Should NFL reinstate an emergency QB rule after 49ers playoff disaster? Cowboys' Jerry Jones is in favor

Even a rival team owner doesn't want to see a team run out of QBs in the playoffs

MOBILE, Ala. — Nearly 12 years after the rule’s revocation, momentum for a change swirled Sunday afternoon during the NFC championship game.

Should the NFL dictate teams carry a third available quarterback on their game-day rosters? Or perhaps at least for playoff games?

Cowboys team owner and general manager Jerry Jones says he would support that guideline.

“I really am for having a third quarterback in the game,” Jones told Yahoo Sports on Wednesday from Senior Bowl practices. “I would be pro. I’ve always been for the quarterback and increasing the number. I would be for that.”

To be clear, as Jones mentioned, NFL teams can dress a third quarterback for games right now. But the requirement to do so was revoked ahead of the 2011 season.

From 1991 to 2010, the NFL had required teams to designate on their game-day roster an emergency third quarterback who, if they entered before the fourth quarter, would deem the team’s first two quarterbacks ineligible to play the rest of the game. The league subsequently did away with that rule and instead expanded game-day rosters from 45 players to 46. Teams were no longer required to provide tertiary depth at quarterback, instead free to choose whether to continue to carry three quarterbacks, or to devote that spot to depth at another perhaps injury-laden position such as lineman.

The result: NFL teams rarely carry a third active quarterback in games.

In the San Francisco 49ers’ NFC championship game against the Philadelphia Eagles, that proved costly.

The rule, for San Francisco, would have been of limited help. The 49ers were already starting their third quarterback of the season after Trey Lance fractured his ankle and Jimmy Garoppolo broke his foot. In the conference championship game, seventh-round rookie Brock Purdy tore a ligament (the UCL) in his throwing elbow, and then veteran journeyman Josh Johnson was ruled out with concussion.

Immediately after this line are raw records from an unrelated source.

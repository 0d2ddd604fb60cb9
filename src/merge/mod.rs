// src/merge/mod.rs
// Merge engine: computes field-by-field merge proposals and executes
// approved ones. This is the only component that mutates entity records,
// and only under an approved decision.

use chrono::Utc;
use log::{info, warn};
use std::collections::{BTreeMap, HashMap, HashSet};
use std::sync::Arc;
use std::time::Duration;
use thiserror::Error;
use tokio::sync::Mutex as AsyncMutex;

use crate::audit::AuditLedger;
use crate::config::DedupeConfig;
use crate::matching::email::normalize_email;
use crate::matching::name::{score_name_strings, PHONETIC_SCORE};
use crate::matching::organization::{score_org_strings, INITIALISM_SCORE};
use crate::matching::phone::normalize_phone;
use crate::models::{
    Actor, ConflictKind, DecisionId, DecisionKind, DecisionTier, EntityId, EntityRecord,
    EntityType, EntityTypeSchema, FieldConflict, MergeDecision, MergeProposal, PairKey,
    PropertyKind, PropertyValue,
};
use crate::store::{RecordStore, StoreError};

#[derive(Debug, Error)]
pub enum MergeError {
    #[error("cannot merge a record into itself: {0}")]
    IdenticalRecords(EntityId),
    #[error("cannot merge records of different types: {primary} vs {secondary}")]
    TypeMismatch {
        primary: EntityType,
        secondary: EntityType,
    },
    #[error("record {id} was already merged into {merged_into}")]
    AlreadyMerged { id: EntityId, merged_into: EntityId },
    #[error("field '{field}' ({kind:?}) is not part of the {entity_type} schema")]
    SchemaViolation {
        field: String,
        kind: PropertyKind,
        entity_type: EntityType,
    },
    #[error("merge is unsafe: {0} divergent conflict(s); requires force approval by a human reviewer")]
    UnsafeMerge(usize),
    #[error(transparent)]
    Store(#[from] StoreError),
}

San Francisco 49ers quarterback Brock Purdy (13) was one of two 49ers QBs to get hurt in the NFC championship game Sunday, which left the team in a desperate situation. (Photo by Andy Lewis/Icon Sportswire via Getty Images)
San Francisco 49ers quarterback Brock Purdy (13) was one of two 49ers QBs to get hurt in the NFC championship game Sunday, which left the team in a desperate situation. (Photo by Andy Lewis/Icon Sportswire via Getty Images)

The 49ers were forced to choose between all-purpose weapon Christian McCaffrey shifting to Wildcat quarterback or Purdy playing under center while unable to throw with any strength or depth. All-Pro tight end George Kittle admitted the team’s playbook in essence shrunk to 15 plays.

The limitations doomed San Francisco to a 31-7 loss in a game Philadelphia had entered as a 2.5-point favorite.

Jones said he expects league management to review the rule this offseason. One possible change could be adding a quarterback spot to the current game-day roster number, at minimum for playoffs.

The league shifted overtime rules to allow both teams at least one possession during the playoffs after the Kansas City Chiefs rallied to beat the Buffalo Bills last postseason in an overtime where the Bills' offense never had the ball. Could a similar pattern follow?

That’s the best way to initiate and the best way to make decisions is when you have examples at, I would say, very sensitive times,” Jones said of changing rules that have impacted playoff outcomes. “And boy, we don’t want teams without quarterbacks in these games where 50 million people are watching.”

The league introduced more flexibility to roster restrictions in 2020 as COVID-19 sidelined players throughout the year. Practice squads were expanded, veteran practice-squad rules loosened and teams were given the option to elevate players from the practice squad to the active roster at week’s end.

A similar structure for a quarterback rule could cushion teams against quarterback emergencies while also precluding teams from stashing an unreasonable collection of talent at a single position — in a league where, arguably, the supply is already insufficient.

If players remained on practice squads during the week, only to be elevated at week’s end as emergency quarterbacks, opponents willing to commit to them on their 53-man roster could still poach them.

“You can, as we saw during the COVID, you can add [players],” Jones said. “Union wants there to be a lot more players on rosters. So from a club standpoint, then you want to be really efficient as to the numbers of players that you have on your team. This would expand that. You say, OK what you have is another roster quarterback, maybe you put one on the practice squad.

“But I do agree that we cannot ignore when we have a team that has gotten short at quarterback.”